今回事業所のクラスターに巻き込まれた形ですが、うちの甥がクラスター源になっていた可能性も十分ある訳です。
マスク無し、手洗いうがい無し、更に吹き出し攻撃などを行う子供たちを預かってくれる事業所は、神様のような存在です。

うちの甥は自傷他害があります。
甥のお友だちにも、自傷他害のある子もいます。

そういった子どもたちをやさしくあたたかく見守ってくれるのが事業所です。
コロナ禍において、しっかり対策を行っていたことも知っています。
障がいのある子どもたちは、悪い言い方をしてしまえば接し方が難しいですから、「ここなら信頼出来る!」という所でないと預けられません。

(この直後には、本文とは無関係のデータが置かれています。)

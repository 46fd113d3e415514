//! Ledgerflow Read Model - the CQRS projection that answers balance
//! queries independently of the engine's own `balances` map (spec §4.5).
//!
//! The read model never calls into the engine and the engine never calls
//! into the read model; they are wired together by a caller (the
//! `ledgerflow-node` binary) that registers [`ReadModel::apply`] as an
//! engine event handler. That one-directional wiring is what spec §9
//! means by "the read model observes but does not reference the engine".
//!
//! # Consistency
//!
//! Balances are protected by a single `std::sync::RwLock`, not
//! per-account locks: `apply_batch` takes the write lock once and applies
//! every event in the batch before releasing it, so a paired
//! `MoneyDeducted`/`MoneyCredited` update is never observable half-done
//! by a concurrent `get_total_balance` call. This is the "implementations
//! MAY choose to make total-balance queries strongly consistent" option
//! in spec §4.5, chosen here because it costs nothing extra — the events
//! of one command already arrive as a batch.

use ledgerflow_store::EventStore;
use ledgerflow_types::{AccountId, Amount, Event};
use serde::Serialize;
use std::collections::HashMap;
use std::sync::RwLock;

/// Snapshot of every account and its balance, plus the derived totals
/// the query surface exposes (spec §6: `{balances, total_balance,
/// account_count}`).
#[derive(Debug, Clone, Serialize)]
pub struct BalancesSnapshot {
    pub balances: HashMap<AccountId, Amount>,
    pub total_balance: Amount,
    pub account_count: usize,
}

/// The derived balance projection. Holds no reference to the engine or
/// the event store beyond the one `replay` call at startup.
#[derive(Default)]
pub struct ReadModel {
    balances: RwLock<HashMap<AccountId, Amount>>,
}

impl ReadModel {
    pub fn new() -> Self {
        Self::default()
    }

    /// Replays the full event log into this (presumably empty) read
    /// model before it starts receiving live events — identical in
    /// effect to the engine's own replay (spec §4.5: "replay the event
    /// log identically to the engine before subscribing to live
    /// events").
    pub async fn replay(&self, store: &dyn EventStore) -> ledgerflow_store::Result<usize> {
        let envelopes = store.load_all().await?;
        let mut guard = self.balances.write().expect("read model lock poisoned");
        for envelope in &envelopes {
            Self::apply_locked(&mut guard, &envelope.event);
        }
        let count = envelopes.len();
        tracing::info!(events_replayed = count, "read model replay complete");
        Ok(count)
    }

    /// Applies one event. Intended as the callback passed to
    /// `WalletEngine::register_handler`; restricted to balance mutations
    /// only — it does not track processed transactions, since
    /// deduplication is the engine's job, not the read model's.
    pub fn apply(&self, event: &Event) {
        let mut guard = self.balances.write().expect("read model lock poisoned");
        Self::apply_locked(&mut guard, event);
    }

    /// Applies every event of one command under a single write-lock
    /// acquisition, so a deduction and its paired credit are never
    /// individually observable by a concurrent total-balance query.
    pub fn apply_batch(&self, events: &[Event]) {
        let mut guard = self.balances.write().expect("read model lock poisoned");
        for event in events {
            Self::apply_locked(&mut guard, event);
        }
    }

    fn apply_locked(balances: &mut HashMap<AccountId, Amount>, event: &Event) {
        match event {
            Event::AccountInitialized { account, amount, .. } => {
                let entry = balances.entry(account.clone()).or_insert(Amount::ZERO);
                *entry = entry
                    .checked_add(*amount)
                    .expect("seeded balance overflowed i64");
            }
            Event::MoneyDeducted { account, amount, .. } => {
                let entry = balances.entry(account.clone()).or_insert(Amount::ZERO);
                *entry = entry
                    .checked_sub(*amount)
                    .expect("read model deduction below zero violates engine invariant");
            }
            Event::MoneyCredited { account, amount, .. } => {
                let entry = balances.entry(account.clone()).or_insert(Amount::ZERO);
                *entry = entry.checked_add(*amount).expect("credit overflowed i64");
            }
            Event::TransactionFailed { .. } => {
                // No balance change; the read model does not track
                // processed transactions at all.
            }
        }
    }

    /// Absent account ≡ `(0, false)` (spec §4.5).
    pub fn get_balance(&self, account: &AccountId) -> (Amount, bool) {
        let guard = self.balances.read().expect("read model lock poisoned");
        match guard.get(account) {
            Some(amount) => (*amount, true),
            None => (Amount::ZERO, false),
        }
    }

    pub fn get_all_balances(&self) -> HashMap<AccountId, Amount> {
        self.balances.read().expect("read model lock poisoned").clone()
    }

    pub fn get_total_balance(&self) -> Amount {
        self.balances
            .read()
            .expect("read model lock poisoned")
            .values()
            .fold(Amount::ZERO, |acc, amount| {
                acc.checked_add(*amount)
                    .expect("sum of all balances overflowed i64")
            })
    }

    /// The full query-surface payload for "all balances" (spec §6).
    pub fn snapshot(&self) -> BalancesSnapshot {
        let guard = self.balances.read().expect("read model lock poisoned");
        let total_balance = guard.values().fold(Amount::ZERO, |acc, amount| {
            acc.checked_add(*amount)
                .expect("sum of all balances overflowed i64")
        });
        BalancesSnapshot {
            account_count: guard.len(),
            balances: guard.clone(),
            total_balance,
        }
    }
}

#[cfg(test)]
mod tests {
    use super::*;
    use ledgerflow_types::TransactionId;

    fn acct(s: &str) -> AccountId {
        AccountId::new(s).unwrap()
    }

    fn txn(s: &str) -> TransactionId {
        TransactionId::new(s).unwrap()
    }

    #[test]
    fn absent_account_reads_as_zero_and_nonexistent() {
        let model = ReadModel::new();
        assert_eq!(model.get_balance(&acct("ghost")), (Amount::ZERO, false));
    }

    #[test]
    fn deduct_then_credit_moves_balance_between_accounts() {
        let model = ReadModel::new();
        model.apply(&Event::AccountInitialized {
            transaction_id: txn("seed"),
            account: acct("alice"),
            amount: Amount::new(1000),
        });
        model.apply_batch(&[
            Event::MoneyDeducted {
                transaction_id: txn("t1"),
                account: acct("alice"),
                amount: Amount::new(400),
            },
            Event::MoneyCredited {
                transaction_id: txn("t1"),
                account: acct("bob"),
                amount: Amount::new(400),
            },
        ]);
        assert_eq!(model.get_balance(&acct("alice")), (Amount::new(600), true));
        assert_eq!(model.get_balance(&acct("bob")), (Amount::new(400), true));
        assert_eq!(model.get_total_balance(), Amount::new(1000));
    }

    #[test]
    fn failed_transaction_causes_no_state_change() {
        let model = ReadModel::new();
        model.apply(&Event::TransactionFailed {
            transaction_id: txn("t1"),
            from_account: acct("alice"),
            reason: "insufficient funds".to_string(),
        });
        assert_eq!(model.get_balance(&acct("alice")), (Amount::ZERO, false));
        assert_eq!(model.get_total_balance(), Amount::ZERO);
    }

    #[test]
    fn snapshot_reports_accounts_and_total() {
        let model = ReadModel::new();
        model.apply(&Event::AccountInitialized {
            transaction_id: txn("seed-a"),
            account: acct("a"),
            amount: Amount::new(100),
        });
        model.apply(&Event::AccountInitialized {
            transaction_id: txn("seed-b"),
            account: acct("b"),
            amount: Amount::new(250),
        });
        let snapshot = model.snapshot();
        assert_eq!(snapshot.account_count, 2);
        assert_eq!(snapshot.total_balance, Amount::new(350));
    }

    #[tokio::test]
    async fn replay_reconstructs_balances_from_the_store() {
        use ledgerflow_engine::WalletEngine;
        use ledgerflow_store::FileEventStore;
        use ledgerflow_types::TransferCommand;
        use std::sync::Arc;

        let dir = tempfile::tempdir().unwrap();
        let path = dir.path().join("log.jsonl");
        let store = Arc::new(FileEventStore::open(&path).await.unwrap());
        let engine = WalletEngine::new(store);
        engine.seed_balance(acct("alice"), Amount::new(1000)).await.unwrap();
        engine.replay().await.unwrap();
        engine
            .process_command(TransferCommand::new(
                txn("t1"),
                acct("alice"),
                acct("bob"),
                Amount::new(300),
            ))
            .await;
        engine.stop().await.unwrap();

        let replay_store = FileEventStore::open(&path).await.unwrap();
        let model = ReadModel::new();
        model.replay(&replay_store).await.unwrap();

        assert_eq!(model.get_balance(&acct("alice")), (Amount::new(700), true));
        assert_eq!(model.get_balance(&acct("bob")), (Amount::new(300), true));
    }
}
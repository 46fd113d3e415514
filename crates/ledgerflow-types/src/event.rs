//! The persisted event model: a closed tagged union plus its wire envelope.

use crate::{AccountId, Amount, TransactionId};
use chrono::{DateTime, Utc};
use serde::{Deserialize, Serialize};

/// The sealed set of domain events. Every variant carries a
/// `transaction_id` so it can be matched back to the command that
/// produced it.
#[derive(Debug, Clone, PartialEq, Eq, Serialize, Deserialize)]
pub enum Event {
    /// A pre-existing or bootstrap balance applied before the engine
    /// accepts commands. Never emitted by `process_command` — only by the
    /// engine's `seed_balance` path while `Initializing`. Recorded so
    /// replay on a fresh node reproduces the same starting balances
    /// (see the engine crate's discussion of replay identity).
    AccountInitialized {
        transaction_id: TransactionId,
        account: AccountId,
        amount: Amount,
    },
    MoneyDeducted {
        transaction_id: TransactionId,
        account: AccountId,
        amount: Amount,
    },
    MoneyCredited {
        transaction_id: TransactionId,
        account: AccountId,
        amount: Amount,
    },
    TransactionFailed {
        transaction_id: TransactionId,
        from_account: AccountId,
        reason: String,
    },
}

impl Event {
    pub fn transaction_id(&self) -> &TransactionId {
        match self {
            Event::AccountInitialized { transaction_id, .. }
            | Event::MoneyDeducted { transaction_id, .. }
            | Event::MoneyCredited { transaction_id, .. }
            | Event::TransactionFailed { transaction_id, .. } => transaction_id,
        }
    }

    pub fn event_type(&self) -> EventType {
        match self {
            Event::AccountInitialized { .. } => EventType::AccountInitialized,
            Event::MoneyDeducted { .. } => EventType::MoneyDeducted,
            Event::MoneyCredited { .. } => EventType::MoneyCredited,
            Event::TransactionFailed { .. } => EventType::TransactionFailed,
        }
    }
}

/// The tag alone, useful for acknowledgment payloads that list event types
/// without the full payload (spec §6: `events?: [tag, ...]`).
#[derive(Debug, Clone, Copy, PartialEq, Eq, Serialize, Deserialize)]
pub enum EventType {
    AccountInitialized,
    MoneyDeducted,
    MoneyCredited,
    TransactionFailed,
}

impl std::fmt::Display for EventType {
    fn fmt(&self, f: &mut std::fmt::Formatter<'_>) -> std::fmt::Result {
        let s = match self {
            EventType::AccountInitialized => "AccountInitialized",
            EventType::MoneyDeducted => "MoneyDeducted",
            EventType::MoneyCredited => "MoneyCredited",
            EventType::TransactionFailed => "TransactionFailed",
        };
        write!(f, "{s}")
    }
}

/// The wire and on-disk form of an event: a tag, an informational
/// timestamp, and the variant payload. The timestamp must never be
/// consulted to decide state — it exists for audit/debugging only.
#[derive(Debug, Clone, Serialize, Deserialize)]
pub struct EventEnvelope {
    pub event: Event,
    pub timestamp: DateTime<Utc>,
}

impl EventEnvelope {
    pub fn new(event: Event, timestamp: DateTime<Utc>) -> Self {
        Self { event, timestamp }
    }

    pub fn now(event: Event) -> Self {
        Self::new(event, Utc::now())
    }
}
#[cfg(loom)]
pub use loom::*;

#[cfg(not(loom))]
pub use std::{hint, sync, thread};

#[cfg(not(loom))]
pub mod cell {
    pub use std::cell::Cell;
    use std::cell::UnsafeCell as StdUnsafeCell;

    #[repr(transparent)]
    pub struct UnsafeCell<T: ?Sized> {
        inner: StdUnsafeCell<T>,
    }

    impl<T> UnsafeCell<T> {
        #[inline(always)]
        pub fn new(value: T) -> Self {
            Self {
                inner: StdUnsafeCell::new(value),
            }
        }
    }

    impl<T: ?Sized> UnsafeCell<T> {
        #[inline(always)]
        pub fn with<F, R>(&self, f: F) -> R
        where
            F: FnOnce(*const T) -> R,
        {
            f(self.inner.get())
        }

        #[inline(always)]
        pub fn with_mut<F, R>(&self, f: F) -> R
        where
            F: FnOnce(*mut T) -> R,
        {
            f(self.inner.get())
        }
    }
}
impl Hive {
    /// Builds a hive with default settings. See [`HiveBuilder`] to customize timeouts.
    pub fn new() -> Result<Self, HiveError> {
        HiveBuilder::new().build()
    }

    /// Looks up `key` in the shared map.
    pub fn get(&self, key: &Value) -> Option<Value> {
        self.shared.get(key)
    }

    /// True if `key` is currently bound in the shared map.
    pub fn contains_key(&self, key: &Value) -> bool {
        self.shared.contains_key(key)
    }

    /// Publishes a new map root with `key` bound to `value`.
    pub fn set(&self, key: impl Into<Value>, value: impl Into<Value>) -> Result<(), HiveError> {
        if self.shared.closed.load(Ordering::Acquire) {
            return Err(HiveError::InvalidState);
        }
        self.shared.set(key.into(), value.into());
        Ok(())
    }

    /// Enqueues `msg` on the shared work queue; any worker may claim it.
    pub fn push(&self, msg: impl Into<Value>) -> Result<(), HiveError> {
        self.shared.push_work(msg.into())
    }

    /// Sends a clone of `msg` to every currently registered worker's inbound queue.
    pub fn broadcast(&self, msg: impl Into<Value>) {
        self.shared.broadcast(&msg.into());
    }

    /// Blocks for the next message a worker sent with `Sub::push`.
    pub fn listen(&self) -> Result<Value, HiveError> {
        self.shared.listen()
    }

    /// Spawns a worker thread running `main`, and blocks until it reports `START` (or
    /// the configured ready timeout elapses).
    pub fn add_worker<F>(&self, main: F) -> Result<WorkerId, HiveError>
    where
        F: FnOnce(&mut Sub) -> Result<(), WorkerError> + Send + 'static,
    {
        if self.shared.closed.load(Ordering::Acquire) {
            return Err(HiveError::InvalidState);
        }

        let worker_id = self.shared.next_worker_id.fetch_add(1, Ordering::Relaxed);
        let inbound = Arc::new(Queue::bounded(DEFAULT_QUEUE_CAPACITY));

        let ready = Arc::new(OnceSignal::new());
        let outcome = Arc::new(OnceSignal::new());

        let hive_id = self.shared.id;
        let spawn_inbound = Arc::clone(&inbound);
        let join = thread::Builder::new()
            .name(format!("hivemap-worker-{worker_id}"))
            .spawn(move || run_worker(hive_id, worker_id, spawn_inbound, main))
            .map_err(|_| HiveError::WorkerStartFailed(worker_id))?;

        // Only register the broadcast-registry slot once the thread actually exists, so a
        // failed spawn above doesn't leak a slab entry for a worker that was never created.
        let subs_key = self.shared.subs.lock().unwrap().insert(inbound);

        self.shared.workers.lock().unwrap().insert(
            worker_id,
            WorkerEntry {
                subs_key,
                ready: Arc::clone(&ready),
                outcome,
                join: Mutex::new(Some(join)),
            },
        );

        match ready.wait_timeout(self.shared.ready_timeout) {
            Some(()) => Ok(worker_id),
            None => Err(HiveError::WorkerStartFailed(worker_id)),
        }
    }

    /// The current lifecycle state of `worker_id`, or `None` if it is unknown.
    pub fn worker_state(&self, worker_id: WorkerId) -> Option<WorkerState> {
        let workers = self.shared.workers.lock().unwrap();
        let entry = workers.get(&worker_id)?;
        Some(match entry.outcome.get() {
            Some(WorkerOutcome::Closed) => WorkerState::Closed,
            Some(WorkerOutcome::Failed(failure)) => WorkerState::Failed(failure),
            None if entry.ready.get().is_some() => WorkerState::Ready,
            None => WorkerState::Pending,
        })
    }

    /// Closes the work queue, waits for every worker to finish, tears down the health
    /// listener and ref-processor, and returns the aggregated worker failures, if any.
    ///
    /// Idempotent: calling this twice, or dropping a hive that was already closed, is a
    /// no-op.
    pub fn close(&mut self) -> Result<(), HiveError> {
        self.close_impl()
    }

    fn close_impl(&mut self) -> Result<(), HiveError> {
        if self.closed {
            return Ok(());
        }
        self.closed = true;
        self.shared.closed.store(true, Ordering::Release);
        self.shared.work_queue.close();

        let entries: Vec<_> = self.shared.workers.lock().unwrap().drain().collect();
        let mut failures = Vec::new();
        for (worker_id, entry) in entries {
            if let Some(join) = entry.join.lock().unwrap().take() {
                if join.join().is_err() {
                    warn!("worker {worker_id} thread panicked outside its main closure");
                }
            }
            // The worker thread exiting only proves `main` returned; the health listener
            // still has to pop and apply its final `Close`/`Error` event on its own
            // thread, so wait on the outcome itself rather than racing that handoff.
            if let WorkerOutcome::Failed(failure) = entry.outcome.wait() {
                failures.push(failure);
            }
            self.shared.subs.lock().unwrap().remove(entry.subs_key);
        }

        self.shared.health_queue.close();
        if let Some(listener) = self.shared.health_listener.lock().unwrap().take() {
            let _ = listener.join();
        }

        self.shared.ref_tick_stop.store(true, Ordering::Relaxed);
        if let Some(ticker) = self.shared.ref_ticker.lock().unwrap().take() {
            let _ = ticker.join();
        }

        let mut leaked = 0usize;
        self.shared.ref_queue.drain(|_| {});
        if self.shared.ref_queue.pending_len() > 0 {
            leaked += self.shared.ref_queue.pending_len();
        }
        if leaked > 0 {
            warn!("hive {} closed with {leaked} undrained ref-queue entries", self.shared.id);
        }

        registry::unregister(self.shared.id);

        if failures.is_empty() {
            Ok(())
        } else {
            Err(HiveError::Workers(MemhiveGroupError { failures }))
        }
    }
}
//! A persistent, immutable hash array-mapped trie.
//!
//! Every published node is frozen: once reachable from a root, it is never mutated.
//! `set`/`delete` path-copy from the root to the changed leaf and share every untouched
//! subtree with the map they were called on, so a [`PersistentMap`] handle can be read
//! from any number of heaps while a writer produces new versions, with no locking on the
//! read path beyond the atomic load of the current root (see [`crate::hive`]).

use std::collections::hash_map::RandomState;
use std::hash::{BuildHasher, Hash};
use std::sync::Arc;

const BITS_PER_LEVEL: u32 = 5;
const LEVEL_MASK: u32 = (1 << BITS_PER_LEVEL) - 1;
const ARRAY_PROMOTE_AT: usize = 16;
const ARRAY_DEMOTE_AT: usize = 8;

enum Child<K, V> {
    Leaf(Arc<(K, V)>),
    Node(Arc<Node<K, V>>),
}

impl<K, V> Clone for Child<K, V> {
    fn clone(&self) -> Self {
        match self {
            Child::Leaf(e) => Child::Leaf(Arc::clone(e)),
            Child::Node(n) => Child::Node(Arc::clone(n)),
        }
    }
}

enum Node<K, V> {
    Bitmap {
        bitmap: u32,
        children: Box<[Child<K, V>]>,
    },
    Array {
        children: Box<[Option<Child<K, V>>; 32]>,
    },
    Collision {
        hash: u32,
        entries: Vec<Arc<(K, V)>>,
    },
}

fn bucket(hash: u32, shift: u32) -> u32 {
    (hash >> shift) & LEVEL_MASK
}

fn fold_hash<K: Hash + ?Sized, S: BuildHasher>(hasher: &S, key: &K) -> u32 {
    let mut h = hasher.build_hasher();
    key.hash(&mut h);
    let full = h.finish();
    ((full >> 32) as u32) ^ (full as u32)
}

fn single_leaf<K, V>(hash: u32, shift: u32, key: K, value: V) -> Node<K, V> {
    let bit = 1u32 << bucket(hash, shift);
    Node::Bitmap {
        bitmap: bit,
        children: vec![Child::Leaf(Arc::new((key, value)))].into_boxed_slice(),
    }
}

その事業所がこうなってしまったのなら、もうしょうがない。
コロナ憎んで事業所憎まず、少なくともうちはそのように思っています。


不可抗力もある

新型コロナウイルスのクラスター発生のニュースを見るたび、慎重にならなきゃいけないな、と思っていました。
が、実際クラスターに巻き込まれてみると、不可抗力もあるのだと認識を改めざるを得ませんでした。

障がい児の家庭は、保護者の親との同居率が高いです。
つまり一家庭の人数が増えるわけで、人数が増えればその分感染率、感染者数も多くなります。
そして一つの部屋を複数人で共有する率も高いです。

何がいいたいかと言うと、家庭内での密が発生しまくるんですよ。
コミュニケーションが取りやすく、自立行動の取れる障がい児ならある程度誤魔化しは利きます。
が、コミュニケーションが取れない、介助が必要な子どもの場合、常に密です。

無理無理無理!
こんなん絶対感染するって!

むしろ感染拡大が家庭内で留まったのが本当に不幸中の幸いです。
マスク、手指消毒、人との距離を保つというのは、デルタ株においても一定の効果はあるようですね。
感染しないことも大切なんですが、障がい児のいる家庭では「感染させない」をより重視しなくてはいけないのだな、と強く思いました。


でも甥っ子はめちゃくちゃ可愛い!

ここまでの話を振り返ってみると、障がい児を抱える家庭は、定型の子の家庭と比べて感染リスクがとても高いと言えます。
障がい児って厄介だな、と思う人も多いかもしれません。
実際コロナ禍でなくても、何かと偏見を持たれてしまうものです。

でも甥っ子はめちゃくちゃ可愛い!

障がいについて良く知らないと、皆同じ様な感じでしょ? と思うかもしれません。
でも、定型の子どもと同じ様に一人一人性格があって、個性があります。
厄介には変わりありませんが、子どもが可愛い! と思う気持ちに障がいは関係ありません。

もし街中でマスクをしていない、ちょっと不思議なオーラの子どもを見かけたら、「いやだな~、親は何してるんだよ」と思うかもしれません。
しかし、その裏で親や家族、何より本人が努力していることを知っていただけたら、と思います。